Droit à la preuve : pas de rejet automatique des modes de preuve illicite

Droit à la preuve : pas de rejet automatique des modes de preuve illicite

Cass. Soc, 25 novembre 2020 n°17-19.523

L’affaire :

Un salarié est licencié pour faute grave, pour avoir adressé à une entreprise cliente et concurrente de son employeur, des courriels en usurpant l’identité de sociétés clientes. Il saisit la juridiction prud’homale, pour contester la rupture de son contrat de travail.

Pour justifier du licenciement, l’employeur produit, au cours de la procédure, un constat d’huissier et d’un expert informatique identifiant le salarié – auteur des faits grâce à son adresse IP.

Problème : Le salarié dont le licenciement est jugé justifié par la juridiction d’appel conteste la recevabilité de la preuve fournie par son ancien employeur.
En effet, s’agissant d’une donnée à caractère personnel, il aurait dû faire une déclaration préalable à la CNIL.

Décision :

La Cour de cassation confirme – contrairement à la juridiction d’appel – que la collecte de l’adresse IP du salarié devait être soumise, à une déclaration préalable auprès de la CNIL. A ce titre, le mode de preuve utilisé par l’employeur n’est pas licite, au sens de la loi « Informatique et libertés » du 6 janvier 1978.
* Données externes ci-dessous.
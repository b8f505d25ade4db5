//! Connection builder and protocol adapter.
//!
//! The [`ConnectionBuilder`] configures limits and the request handler. The
//! [`Connection`] manages the lifecycle of one duplex byte channel:
//! 1. Split the transport into read and write halves
//! 2. Spawn the writer task (owns the write half)
//! 3. Spawn the receive loop (owns the read half)
//! 4. Send requests and await responses; answer inbound requests
//! 5. Tear down exactly once, failing everything still in flight
//!
//! Both roles run on every connection: either peer may send requests and
//! either peer may answer them.
//!
//! # Example
//!
//! ```no_run
//! use streamwire::{Connection, ContentStream, ReceivedRequest, StreamingRequest, StreamingResponse};
//!
//! # async fn run(io: tokio::io::DuplexStream) -> streamwire::Result<()> {
//! let connection = Connection::builder()
//!     .max_frame_size(8192)
//!     .handler(|mut req: ReceivedRequest| async move {
//!         let body = req.read_body().await?;
//!         Ok(StreamingResponse::ok().body(body))
//!     })
//!     .build(io)?;
//!
//! let request = StreamingRequest::post("/api/echo").stream(ContentStream::text("hi"));
//! let mut response = connection.send(request, None).await?;
//! assert_eq!(response.read_body().await?.as_ref(), b"hi");
//! # Ok(())
//! # }
//! ```

use std::sync::atomic::{AtomicBool, Ordering};
use std::sync::Arc;
use std::time::Duration;

use tokio::io::{AsyncRead, AsyncWrite};
use tokio::sync::{watch, Semaphore};
use tokio::time::Instant;
use uuid::Uuid;

use crate::assembler::{StreamTable, DEFAULT_MAX_UNCLAIMED};
use crate::error::{Result, StreamwireError};
use crate::handler::RequestHandler;
use crate::message::{ReceivedResponse, StreamingRequest};
use crate::pending::{PendingExchange, PendingRegistry};
use crate::protocol::DEFAULT_MAX_FRAME_SIZE;
use crate::receiver::receive_loop;
use crate::writer::{spawn_writer_task, WriterHandle, DEFAULT_CHANNEL_CAPACITY};

/// Default maximum concurrent inbound request handlers.
pub const DEFAULT_MAX_CONCURRENT_HANDLERS: usize = 256;

/// Builder for configuring and creating a [`Connection`].
pub struct ConnectionBuilder {
    max_frame_size: u32,
    request_timeout: Option<Duration>,
    max_concurrent_handlers: usize,
    channel_capacity: usize,
    max_unclaimed_streams: usize,
    handler: Option<Arc<dyn RequestHandler>>,
}

impl ConnectionBuilder {
    /// Create a builder with default settings.
    pub fn new() -> Self {
        Self {
            max_frame_size: DEFAULT_MAX_FRAME_SIZE,
            request_timeout: None,
            max_concurrent_handlers: DEFAULT_MAX_CONCURRENT_HANDLERS,
            channel_capacity: DEFAULT_CHANNEL_CAPACITY,
            max_unclaimed_streams: DEFAULT_MAX_UNCLAIMED,
            handler: None,
        }
    }

    /// Maximum payload bytes per frame, for both directions.
    ///
    /// Default: 4096
    pub fn max_frame_size(mut self, size: u32) -> Self {
        self.max_frame_size = size;
        self
    }

    /// Deadline applied to `send` calls that do not pass their own.
    ///
    /// Default: none
    pub fn request_timeout(mut self, timeout: Duration) -> Self {
        self.request_timeout = Some(timeout);
        self
    }

    /// Maximum number of inbound requests handled at once.
    ///
    /// Requests beyond the limit are answered with `503`.
    /// Default: 256
    pub fn max_concurrent_handlers(mut self, limit: usize) -> Self {
        self.max_concurrent_handlers = limit;
        self
    }

    /// Capacity of the writer queue, in messages.
    ///
    /// Default: 1024
    pub fn channel_capacity(mut self, capacity: usize) -> Self {
        self.channel_capacity = capacity;
        self
    }

    /// Maximum inbound ids buffered before any message claims them.
    ///
    /// Frames opening a new id beyond the limit are dropped.
    /// Default: 1024
    pub fn max_unclaimed_streams(mut self, limit: usize) -> Self {
        self.max_unclaimed_streams = limit;
        self
    }

    /// Handler for inbound requests. Without one, requests get `501`.
    pub fn handler(mut self, handler: impl RequestHandler) -> Self {
        self.handler = Some(Arc::new(handler));
        self
    }

    fn validate(&self) -> Result<()> {
        if self.max_frame_size == 0 {
            return Err(StreamwireError::InvalidConfig(
                "max_frame_size must be at least 1".into(),
            ));
        }
        if self.max_concurrent_handlers == 0 {
            return Err(StreamwireError::InvalidConfig(
                "max_concurrent_handlers must be at least 1".into(),
            ));
        }
        if self.channel_capacity == 0 {
            return Err(StreamwireError::InvalidConfig(
                "channel_capacity must be at least 1".into(),
            ));
        }
        if self.max_unclaimed_streams == 0 {
            return Err(StreamwireError::InvalidConfig(
                "max_unclaimed_streams must be at least 1".into(),
            ));
        }
        if self.request_timeout == Some(Duration::ZERO) {
            return Err(StreamwireError::InvalidConfig(
                "request_timeout must be non-zero".into(),
            ));
        }
        Ok(())
    }

    /// Start the connection over an established duplex byte channel.
    ///
    /// Must be called within a tokio runtime.
    pub fn build<T>(self, io: T) -> Result<Connection>
    where
        T: AsyncRead + AsyncWrite + Send + 'static,
    {
        self.validate()?;

        let (read_half, write_half) = tokio::io::split(io);
        let (shutdown_tx, shutdown_rx) = watch::channel(false);
        let (writer, writer_task) =
            spawn_writer_task(write_half, self.channel_capacity, shutdown_rx);

        let shared = Arc::new(Shared {
            streams: StreamTable::with_max_unclaimed(self.max_unclaimed_streams),
            pending: PendingRegistry::new(),
            writer,
            handler: self.handler,
            handler_permits: Arc::new(Semaphore::new(self.max_concurrent_handlers)),
            max_frame_size: self.max_frame_size,
            torn_down: AtomicBool::new(false),
            shutdown: shutdown_tx,
        });

        // A failed write is as fatal as a failed read.
        let watcher = shared.clone();
        tokio::spawn(async move {
            match writer_task.await {
                Ok(Ok(())) => {}
                Ok(Err(e)) => watcher.teardown(Some(&e)),
                Err(e) => {
                    tracing::error!("Writer task failed: {}", e);
                    watcher.teardown(None);
                }
            }
        });

        tokio::spawn(receive_loop(read_half, shared.clone()));

        tracing::debug!(
            "Connection started (max_frame_size={}, handler={})",
            shared.max_frame_size,
            shared.handler.is_some()
        );

        Ok(Connection {
            shared,
            request_timeout: self.request_timeout,
        })
    }
}
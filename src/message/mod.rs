//! Logical messages exchanged above the frame layer.
//!
//! Outbound messages ([`StreamingRequest`], [`StreamingResponse`]) own their
//! bodies as [`ContentStream`]s. Inbound messages ([`ReceivedRequest`],
//! [`ReceivedResponse`]) expose bodies as lazily reassembled
//! [`BodyStream`](crate::BodyStream)s.
//!
//! The control part of every message travels as a small JSON document:
//!
//! ```json
//! {"verb":"POST","path":"/api/messages","headers":{"x-id":"1"},
//!  "streams":[{"id":"6f1c…","type":"application/json","length":17}]}
//! ```

mod content;
mod request;
mod response;

use std::collections::BTreeMap;

use serde::{Deserialize, Serialize};
use uuid::Uuid;

pub use content::ContentStream;
pub use request::{ReceivedRequest, StreamingRequest};
pub use response::{ReceivedResponse, StreamingResponse};

pub(crate) use request::RequestHeader;
pub(crate) use response::ResponseHeader;

/// Header mapping carried by requests and responses.
pub type Headers = BTreeMap<String, String>;

/// Describes one attached stream inside a control header.
#[derive(Debug, Clone, PartialEq, Eq, Serialize, Deserialize)]
pub struct StreamDescription {
    /// Stream id; frames of type `Stream` carry it.
    pub id: Uuid,
    /// Content type of the stream, if declared.
    #[serde(rename = "type", default, skip_serializing_if = "Option::is_none")]
    pub content_type: Option<String>,
    /// Total byte length of the stream.
    pub length: u64,
}

/// Describe outbound streams and pair them with their bytes for disassembly.
pub(crate) fn split_streams(
    streams: &[ContentStream],
) -> (Vec<StreamDescription>, Vec<(Uuid, bytes::Bytes)>) {
    streams
        .iter()
        .map(|s| (s.description(), (s.id(), s.body().clone())))
        .unzip()
}
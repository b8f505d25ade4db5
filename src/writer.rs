//! Dedicated writer task owning the write half of a connection.
//!
//! Senders hand whole logical messages (every frame of a disassembled
//! request or response) to the task over an mpsc channel. The task writes
//! each message contiguously, so only one frame sequence is ever mid-write
//! and two messages never interleave inside a single write.
//!
//! ```text
//! send()      ─┐
//! handler 1   ─┼─► mpsc::Sender<OutboundMessage> ─► Writer Task ─► transport
//! handler N   ─┘
//! ```
//!
//! Messages that are already queued are drained into one batch and written
//! with scatter/gather I/O. When the shutdown signal fires, the queue is
//! closed, whatever was already queued is flushed, and the transport is shut
//! down.

use std::io::IoSlice;

use bytes::Bytes;
use tokio::io::{AsyncWrite, AsyncWriteExt};
use tokio::sync::{mpsc, watch};
use tokio::task::JoinHandle;

use crate::error::{Result, StreamwireError};
use crate::protocol::{Frame, HEADER_SIZE};

/// Default channel capacity, in messages.
pub const DEFAULT_CHANNEL_CAPACITY: usize = 1024;

/// Maximum frames gathered into a single write operation.
const MAX_BATCH_FRAMES: usize = 64;

/// A frame ready to be written, with its header pre-encoded.
#[derive(Debug)]
pub struct OutboundFrame {
    /// Encoded header.
    pub header: [u8; HEADER_SIZE],
    /// Payload bytes; empty for a bare end marker.
    pub payload: Bytes,
}

impl OutboundFrame {
    /// Total size of this frame (header + payload).
    #[inline]
    pub fn size(&self) -> usize {
        HEADER_SIZE + self.payload.len()
    }
}

impl From<Frame> for OutboundFrame {
    fn from(frame: Frame) -> Self {
        Self {
            header: frame.header.encode(),
            payload: frame.payload,
        }
    }
}

/// Every frame of one logical message, in send order.
pub type OutboundMessage = Vec<OutboundFrame>;

/// Handle for queueing messages on the writer task.
///
/// Cheap to clone; shared by the connection and every handler task.
#[derive(Clone)]
pub struct WriterHandle {
    tx: mpsc::Sender<OutboundMessage>,
}

impl WriterHandle {
    /// Queue a whole message.
    ///
    /// Waits while the channel is full. Fails with `ConnectionLost` once the
    /// writer task has stopped.
    pub async fn send<I>(&self, frames: I) -> Result<()>
    where
        I: IntoIterator<Item = Frame>,
    {
        let message: OutboundMessage = frames.into_iter().map(OutboundFrame::from).collect();
        if message.is_empty() {
            return Ok(());
        }
        self.tx
            .send(message)
            .await
            .map_err(|_| StreamwireError::ConnectionLost)
    }

    #[cfg(test)]
    pub fn is_closed(&self) -> bool {
        self.tx.is_closed()
    }
}

/// Spawn the writer task.
///
/// The task ends cleanly when every [`WriterHandle`] is dropped or `shutdown`
/// turns `true`, and with an error when the transport fails.
pub fn spawn_writer_task<W>(
    writer: W,
    channel_capacity: usize,
    shutdown: watch::Receiver<bool>,
) -> (WriterHandle, JoinHandle<Result<()>>)
where
    W: AsyncWrite + Unpin + Send + 'static,
{
    let (tx, rx) = mpsc::channel(channel_capacity.max(1));
    let task = tokio::spawn(writer_loop(rx, writer, shutdown));
    (WriterHandle { tx }, task)
}

async fn writer_loop<W>(
    mut rx: mpsc::Receiver<OutboundMessage>,
    mut writer: W,
    mut shutdown: watch::Receiver<bool>,
) -> Result<()>
where
    W: AsyncWrite + Unpin,
{
    let mut watching = true;

    loop {
        let first = tokio::select! {
            message = rx.recv() => match message {
                Some(message) => message,
                None => break,
            },
            signalled = shutdown.wait_for(|closed| *closed), if watching => {
                // Refuse new messages; recv() still yields what is queued.
                if signalled.is_ok() {
                    rx.close();
                }
                watching = false;
                continue;
            }
        };
        let mut batch = first;

        // Only whole messages join the batch.
        while batch.len() < MAX_BATCH_FRAMES {
            match rx.try_recv() {
                Ok(message) => batch.extend(message),
                Err(_) => break,
            }
        }

        if let Err(e) = write_batch(&mut writer, &batch).await {
            tracing::warn!("Writer task stopping: {}", e);
            return Err(e);
        }
    }

    let _ = writer.shutdown().await;
    Ok(())
}

/// Write a batch of frames with `write_vectored`, continuing after partial writes.
async fn write_batch<W>(writer: &mut W, batch: &[OutboundFrame]) -> Result<()>
where
    W: AsyncWrite + Unpin,
{
    if batch.is_empty() {
        return Ok(());
    }

    let total_size: usize = batch.iter().map(OutboundFrame::size).sum();
    let mut total_written = 0;

    while total_written < total_size {
        let slices = build_remaining_slices(batch, total_written);
        if slices.is_empty() {
            break;
        }

        let written = writer.write_vectored(&slices).await?;
        if written == 0 {
            return Err(StreamwireError::Io(std::io::Error::new(
                std::io::ErrorKind::WriteZero,
                "write_vectored returned 0",
            )));
        }
        total_written += written;
    }

    writer.flush().await?;
    Ok(())
}

/// IoSlices covering everything after the first `skip_bytes` of the batch.
fn build_remaining_slices(batch: &[OutboundFrame], skip_bytes: usize) -> Vec<IoSlice<'_>> {
    let mut slices = Vec::with_capacity(batch.len() * 2);
    let mut offset = 0;

    for frame in batch {
        let header_end = offset + HEADER_SIZE;
        if skip_bytes < header_end {
            let start = skip_bytes.saturating_sub(offset);
            slices.push(IoSlice::new(&frame.header[start..]));
        }
        offset = header_end;

        if !frame.payload.is_empty() {
            let payload_end = offset + frame.payload.len();
            if skip_bytes < payload_end {
                let start = skip_bytes.saturating_sub(offset);
                slices.push(IoSlice::new(&frame.payload[start..]));
            }
            offset = payload_end;
        }
    }

    slices
}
En revanche, l’arrêt rappelle qu’en application des articles 6 (sur le droit à un procès équitable) et 8 (sur le respect de la vie privée) de la convention de sauvegarde des droits de l’homme et des libertés fondamentales, le droit à la preuve peut justifier la production en justice de pièces portant atteinte à la vie privée du salarié.
En cette hypothèse, le juge doit apprécier si l’utilisation de cette preuve porte atteinte au caractère équitable de la procédure dans son ensemble, en mettant en balance le droit au respect de la vie privée du salarié et le droit à la preuve, lequel peut justifier la production d’éléments portant atteinte à la vie privée du salarié à la condition que cette production soit indispensable à l’exercice de ce droit et que cette atteinte soit strictement proportionnée au but poursuivi.

Portée de la décision:

C’est la deuxième fois en deux mois que la Cour de cassation se penche sur la question de la recevabilité d’un moyen de preuve produit par un employeur, pour justifier un licenciement pour faute grave.

Rappelons que dans un arrêt rendu le 30 septembre 2020 (n°19-12.058), la Cour de cassation avait refusé d’écarter des débats judiciaires la preuve provenant du compte privé Facebook d’une salariée, établissant ses agissements fautifs (divulgation d’une information confidentielle de l’entreprise à des personnes extérieures dont certaines travaillant chez des concurrents). L’argument tiré de l’intrusion de l’employeur dans sa vie privée (compte Facebook) n’avait pas été retenu.

Pour les Magistrats, cette pièce portait atteinte à la vie privée de la salariée mais, sa production était indispensable à l’exercice du droit à la preuve et proportionnée au but poursuivi.

Ainsi, l’arrêt du 25 novembre 2020 confirme une évolution de la jurisprudence qui – en tout cas dans ces deux affaires – fait prévaloir le droit à la preuve sur celui de la vie privée du salarié.

A noter en outre, que la nature des fautes commises par les salariés dans ces deux affaires est assez similaire.

A l’inverse lorsque le caractère indispensable à l’exercice du droit de la preuve n’est pas rapporté, cela ouvre droit au salarié à une réparation du préjudice subi du fait de la violation de sa vie privée (Cass, soc, 12 novembre 2020 n°19-20.583).